Plädoyer für den Winterschlaf

Wie gut es tut, sich einfach mal einzumummeln und fallen zu lassen: Diese Erfahrung hat Innovationscoach und Bloggerin Vanessa Giese („Draußen nur Kännchen“) gemacht – und teilt sie mit wOnne.

von Vanessa Giese

Das Murmeltier ist ein possierliches Tier. Kleiner Kopf, große Augen, ein Blick wie ein mäßig schlauer Dackel. Von den Fettreserven, die es im Sommer speichert, lebt es, während es Winterschlaf hält. Ein Murmeltier kann lange schlafen, sechs, sieben, ja bis zu neun Monate. Zwei Atemzüge macht es dann pro Minute, nur 20-mal schlägt das Herz in der Zeit. Als ich erstmals über Murmeltiere las, fühlte ich ihr Leben. Auch ich habe Erfahrung mit Winterschlaf – aber anders als das Murmeltier. Zwar habe auch ich Fett gespeichert, nicht zu knapp, aber das Konzept, das ich verfolge, ist ein anderes. Dazu muss ich kurz ausholen. Nur wenige Zeilen, bitte noch ein bisschen durchhalten.

Ein Murmeltier sitzt im Schnee auf einem umgefallenen Baum.
Auch Murmeltiere legen sich über den Winter zur Ruhe. © Melani Wright / Adobe Stock

Vor fünf Jahren habe ich mich selbstständig gemacht. Es gab verschiedene Gründe. Einer war: Ich wollte mehr Freiheit. Mir meine Lebenszeit anders einteilen. Selbst über Arbeit und Freizeit bestimmen.
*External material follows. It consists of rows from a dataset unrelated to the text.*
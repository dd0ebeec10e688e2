//! Connection lifecycle
//!
//! Entry points for the transport: a connection opens, closes, or sends a
//! message. The handler is the only caller of [`EventRelay::publish`].

use std::sync::Arc;
use std::time::Duration;

use chatrelay_core::{ChatId, ConnectionId, RegionId};
use tracing::{info, warn};

use crate::error::Result;
use crate::events::MessageEvent;
use crate::registry::ConnectionRegistry;
use crate::relay::{EventRelay, PublishReport};

pub struct LifecycleHandler {
    region: RegionId,
    registry: Arc<dyn ConnectionRegistry>,
    relay: Arc<EventRelay>,
    lease: Duration,
}

impl LifecycleHandler {
    pub fn new(registry: Arc<dyn ConnectionRegistry>, relay: Arc<EventRelay>, lease: Duration) -> Self {
        Self {
            region: relay.region().clone(),
            registry,
            relay,
            lease,
        }
    }

    #[must_use]
    pub const fn region(&self) -> &RegionId {
        &self.region
    }

    #[must_use]
    pub const fn lease(&self) -> Duration {
        self.lease
    }

    /// Register the connection in the chat with a fresh lease. A repeated
    /// connect for the same id only renews the lease.
    pub async fn on_connect(&self, chat_id: &ChatId, connection_id: &ConnectionId) -> Result<()> {
        self.registry.upsert(chat_id, connection_id, self.lease).await?;
        info!(
            region = %self.region,
            chat_id = %chat_id,
            connection_id = %connection_id,
            "Connection registered"
        );
        Ok(())
    }

    /// Remove the connection from the chat. Succeeds if it was never there.
    pub async fn on_disconnect(&self, chat_id: &ChatId, connection_id: &ConnectionId) -> Result<()> {
        self.registry.delete(chat_id, connection_id).await?;
        info!(
            region = %self.region,
            chat_id = %chat_id,
            connection_id = %connection_id,
            "Connection removed"
        );
        Ok(())
    }

    /// Publish a client message to this region and every peer.
    ///
    /// The body is forwarded unparsed. Does not wait for any delivery; the
    /// report only says which channels accepted the event.
    pub async fn on_inbound_message(
        &self,
        chat_id: &ChatId,
        sender: &ConnectionId,
        body: String,
    ) -> PublishReport {
        let event = MessageEvent::new(chat_id.clone(), sender.clone(), body, self.region.clone());
        let report = self.relay.publish(event).await;
        if !report.fully_delivered() {
            warn!(
                event_id = %report.event_id,
                local_delivered = report.local_delivered,
                peers_failed = ?report.peers_failed,
                "Message event only partially published"
            );
        }
        report
    }
}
Allein die Option zu haben, sechs Wochen Pause machen zu können – wie damals in den großen Ferien! – war elektrisierend.

Inzwischen habe ich zweimal Pause gemacht und Winterschlaf gehalten. Beim ersten Mal schenkte ich mir den Monat März, meinen Geburtstagsmonat, und reiste durch Italien. Nur kleine Dörfer, die großen Städte ließ ich links liegen. Beim zweiten Mal flog ich im Januar auf die Kanareninsel La Gomera und wohnte vier Wochen in einem kleinen Haus in den Bergen.

Beide Male erlebte ich das Gleiche. Zunächst schlief ich viel. In der ersten Woche ging ich früh ins Bett, wachte spät auf und brachte auch über den Tag wenig zustande. Ich war erschöpft, erfüllt von einer tiefen Müdigkeit. In der zweiten Woche wurde es besser. Ich unternahm etwas. In der dritten Woche begann der Zauber. Mein Tag-Nacht-Rhythmus passte sich der Sonne an. Ich wurde müde, wenn sie unterging, und erwachte, wenn sie aufging: auf der Italienreise um 6.30 Uhr, auf La Gomera um 7.45 Uhr. Ab diesem Zeitpunkt wurde ich wacher denn je. Plötzlich fühlte ich Energie. Ich wollte erkunden, hatte Ideen, fühlte Kraft und Stärke.

Der Winter ist eine Jahreszeit des Abschieds, des Stillstands und gleichzeitig des Aufbruchs. Das Alte ist vergangen, das Jahr ist vorbei, die Blumen sind verwelkt, die Felder sind abgeerntet. Es ist dunkel und kalt, die Natur steht still. Wir warten auf Licht und Wärme, auf Schneeglöckchen und Krokusse, auf den Aufbruch. Eine wunderbare Zeit, das Leben zu verlangsamen, damit wir es danach wieder mit voller Kraft beschleunigen können.